Only the lines from the start of the entries up to and including the line with "pub fn decode_verse_ids(s: &str)" should be written out, exactly as they stand.

Stored data
[Start of Attachment]
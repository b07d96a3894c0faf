//! Encoding and decoding helpers between Rust domain types and the plain-text
//! representations stored in SQLite columns.
//!
//! All timestamps are stored as RFC 3339 UTC strings, so string comparison in
//! SQL matches time comparison. Verse-id lists and topic-count maps are
//! stored as compact JSON.

use std::collections::HashMap;

use chrono::{DateTime, Utc};
use sarathi_core::{
  session::{Session, SessionContext},
  verse::VerseId,
};

use crate::{Error, Result};

// ─── DateTime<Utc> ───────────────────────────────────────────────────────────

pub fn encode_dt(dt: DateTime<Utc>) -> String { dt.to_rfc3339() }

pub fn decode_dt(s: &str) -> Result<DateTime<Utc>> {
  DateTime::parse_from_rfc3339(s)
    .map(|dt| dt.with_timezone(&Utc))
    .map_err(|e| Error::DateParse(e.to_string()))
}

// ─── Verse-id lists ──────────────────────────────────────────────────────────

pub fn encode_verse_ids(ids: &[VerseId]) -> Result<String> {
  Ok(serde_json::to_string(ids)?)
}

pub fn decode_verse_ids(s: &str) -> Result<Vec<VerseId>> {
  Ok(serde_json::from_str(s)?)
}

// ─── Topic counters ──────────────────────────────────────────────────────────

pub fn encode_topic_counts(counts: &HashMap<String, u32>) -> Result<String> {
  Ok(serde_json::to_string(counts)?)
}

pub fn decode_topic_counts(s: &str) -> Result<HashMap<String, u32>> {
  Ok(serde_json::from_str(s)?)
}

// ─── SessionContext ──────────────────────────────────────────────────────────

pub fn encode_context(ctx: Option<SessionContext>) -> Option<&'static str> {
  ctx.map(|c| match c {
    SessionContext::TopicMenu => "topic_menu",
  })
}

pub fn decode_context(s: Option<&str>) -> Result<Option<SessionContext>> {
  match s {
    None => Ok(None),
    Some("topic_menu") => Ok(Some(SessionContext::TopicMenu)),
    Some(other) => Err(Error::UnknownContext(other.to_owned())),
  }
}

// ─── Row types ───────────────────────────────────────────────────────────────

/// Raw strings read directly from a `sessions` row.
pub struct RawSession {
  pub user_id:      String,
  pub last_query:   String,
  pub last_shlokas: String,
  pub context:      Option<String>,
  pub top_topics:   String,
}

impl RawSession {
  pub fn into_session(self) -> Result<Session> {
    Ok(Session {
      user_id:      self.user_id,
      last_query:   self.last_query,
      last_shlokas: decode_verse_ids(&self.last_shlokas)?,
      context:      decode_context(self.context.as_deref())?,
      top_topics:   decode_topic_counts(&self.top_topics)?,
    })
  }
}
[End of Attachment]
Exercise result:
repository b07d96a3894c0faf
//! Encoding and decoding helpers between Rust domain types and the plain-text
//! representations stored in SQLite columns.
//!
//! All timestamps are stored as RFC 3339 UTC strings, so string comparison in
//! SQL matches time comparison. Verse-id lists and topic-count maps are
//! stored as compact JSON.

use std::collections::HashMap;

use chrono::{DateTime, Utc};
use sarathi_core::{
  session::{Session, SessionContext},
  verse::VerseId,
};

use crate::{Error, Result};

// ─── DateTime<Utc> ───────────────────────────────────────────────────────────

pub fn encode_dt(dt: DateTime<Utc>) -> String { dt.to_rfc3339() }

pub fn decode_dt(s: &str) -> Result<DateTime<Utc>> {
  DateTime::parse_from_rfc3339(s)
    .map(|dt| dt.with_timezone(&Utc))
    .map_err(|e| Error::DateParse(e.to_string()))
}

// ─── Verse-id lists ──────────────────────────────────────────────────────────

pub fn encode_verse_ids(ids: &[VerseId]) -> Result<String> {
  Ok(serde_json::to_string(ids)?)
}

pub fn decode_verse_ids(s: &str) -> Result<Vec<VerseId>> {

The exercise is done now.